*** Begin section ***
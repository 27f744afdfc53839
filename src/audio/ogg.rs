use tokio::io::{AsyncRead, AsyncReadExt};

use crate::error::{Error, Result};

const CAPTURE_PATTERN: &[u8; 4] = b"OggS";
const HEADER_LEN: usize = 27;
const FLAG_CONTINUED: u8 = 0x01;

/// Incremental Ogg packet reader over the transcoder's stdout.
///
/// Pages are consumed one at a time; lacing runs are assembled into whole
/// codec packets, including packets continued across page boundaries.
/// Leading pages with a zero granule position (codec header and comment
/// pages) are discarded so only audio packets come out.
pub(crate) struct PacketReader<R> {
    input: R,
    ready: std::collections::VecDeque<Vec<u8>>,
    partial: Vec<u8>,
    started: bool,
}

impl<R: AsyncRead + Unpin> PacketReader<R> {
    pub fn new(input: R) -> Self {
        Self {
            input,
            ready: std::collections::VecDeque::new(),
            partial: Vec::new(),
            started: false,
        }
    }

    /// The next complete codec packet, or `None` at end of stream.
    pub async fn next_packet(&mut self) -> Result<Option<Vec<u8>>> {
        loop {
            if let Some(packet) = self.ready.pop_front() {
                return Ok(Some(packet));
            }
            if !self.read_page().await? {
                return Ok(None);
            }
        }
    }

    /// Reads one page into `ready`/`partial`. Returns false on a clean EOF
    /// at a page boundary.
    async fn read_page(&mut self) -> Result<bool> {
        let mut header = [0u8; HEADER_LEN];
        if !read_exact_or_eof(&mut self.input, &mut header).await? {
            return Ok(false);
        }
        if &header[0..4] != CAPTURE_PATTERN {
            return Err(Error::MalformedStream);
        }
        let flags = header[5];
        let granule = u64::from_le_bytes(
            header[6..14].try_into().map_err(|_| Error::MalformedStream)?,
        );

        let mut lacing = vec![0u8; header[26] as usize];
        self.input.read_exact(&mut lacing).await?;
        let body_len: usize = lacing.iter().map(|&l| l as usize).sum();
        let mut body = vec![0u8; body_len];
        self.input.read_exact(&mut body).await?;

        // A fresh (non-continued) page invalidates any dangling partial
        // packet from a dropped continuation.
        if flags & FLAG_CONTINUED == 0 {
            self.partial.clear();
        }

        if !self.started {
            if granule == 0 {
                self.partial.clear();
                return Ok(true);
            }
            self.started = true;
        }

        let mut offset = 0;
        for &l in &lacing {
            self.partial.extend_from_slice(&body[offset..offset + l as usize]);
            offset += l as usize;
            if l < 255 {
                self.ready.push_back(std::mem::take(&mut self.partial));
            }
        }
        Ok(true)
    }
}

/// Fills `buf` completely, or returns false when the stream ends before the
/// first byte. EOF partway through is an error.
async fn read_exact_or_eof<R: AsyncRead + Unpin>(input: &mut R, buf: &mut [u8]) -> Result<bool> {
    let mut filled = 0;
    while filled < buf.len() {
        let n = input.read(&mut buf[filled..]).await?;
        if n == 0 {
            if filled == 0 {
                return Ok(false);
            }
            return Err(std::io::Error::from(std::io::ErrorKind::UnexpectedEof).into());
        }
        filled += n;
    }
    Ok(true)
}

#[cfg(test)]
mod tests {
    use super::*;

    /// Builds a raw page from explicit lacing values and body bytes.
    fn page(flags: u8, granule: u64, lacing: &[u8], body: &[u8]) -> Vec<u8> {
        let mut out = Vec::new();
        out.extend_from_slice(CAPTURE_PATTERN);
        out.push(0); // version
        out.push(flags);
        out.extend_from_slice(&granule.to_le_bytes());
        out.extend_from_slice(&[0u8; 12]); // serial, sequence, checksum
        out.push(lacing.len() as u8);
        out.extend_from_slice(lacing);
        out.extend_from_slice(body);
        out
    }

    #[tokio::test]
    async fn skips_leading_zero_granule_pages() {
        let mut data = page(0, 0, &[8], b"OpusHead");
        data.extend(page(0, 0, &[8], b"OpusTags"));
        data.extend(page(0, 960, &[3, 2], b"abcde"));

        let mut reader = PacketReader::new(data.as_slice());
        assert_eq!(reader.next_packet().await.unwrap().unwrap(), b"abc");
        assert_eq!(reader.next_packet().await.unwrap().unwrap(), b"de");
        assert!(reader.next_packet().await.unwrap().is_none());
    }

    #[tokio::test]
    async fn assembles_lacing_runs_into_one_packet() {
        let body: Vec<u8> = (0..300).map(|i| i as u8).collect();
        let data = page(0, 960, &[255, 45], &body);

        let mut reader = PacketReader::new(data.as_slice());
        assert_eq!(reader.next_packet().await.unwrap().unwrap(), body);
        assert!(reader.next_packet().await.unwrap().is_none());
    }

    #[tokio::test]
    async fn continues_packets_across_pages() {
        let first: Vec<u8> = vec![1; 255];
        let second: Vec<u8> = vec![2; 10];
        let mut data = page(0, 960, &[255], &first);
        data.extend(page(FLAG_CONTINUED, 1920, &[10], &second));

        let mut reader = PacketReader::new(data.as_slice());
        let packet = reader.next_packet().await.unwrap().unwrap();
        assert_eq!(packet.len(), 265);
        assert_eq!(&packet[..255], first.as_slice());
        assert_eq!(&packet[255..], second.as_slice());
    }

    #[tokio::test]
    async fn rejects_bad_capture_pattern() {
        let data = b"NotAnOggPageAtAll..........................".to_vec();
        let mut reader = PacketReader::new(data.as_slice());
        assert!(matches!(
            reader.next_packet().await,
            Err(Error::MalformedStream)
        ));
    }

    #[tokio::test]
    async fn truncated_page_is_an_error() {
        let mut data = page(0, 960, &[100], &[0u8; 100]);
        data.truncate(data.len() - 40);
        let mut reader = PacketReader::new(data.as_slice());
        assert!(reader.next_packet().await.is_err());
    }
}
*** End section ***
What the task requires: All lines in the data above from the one with "a clean EOF" through the one with "if &header[0..4] != CAPTURE_PATTERN" must be repeated exactly, and no others.

Exercise solution:
    /// Reads one page into `ready`/`partial`. Returns false on a clean EOF
    /// at a page boundary.
    async fn read_page(&mut self) -> Result<bool> {
        let mut header = [0u8; HEADER_LEN];
        if !read_exact_or_eof(&mut self.input, &mut header).await? {
            return Ok(false);
        }
        if &header[0..4] != CAPTURE_PATTERN {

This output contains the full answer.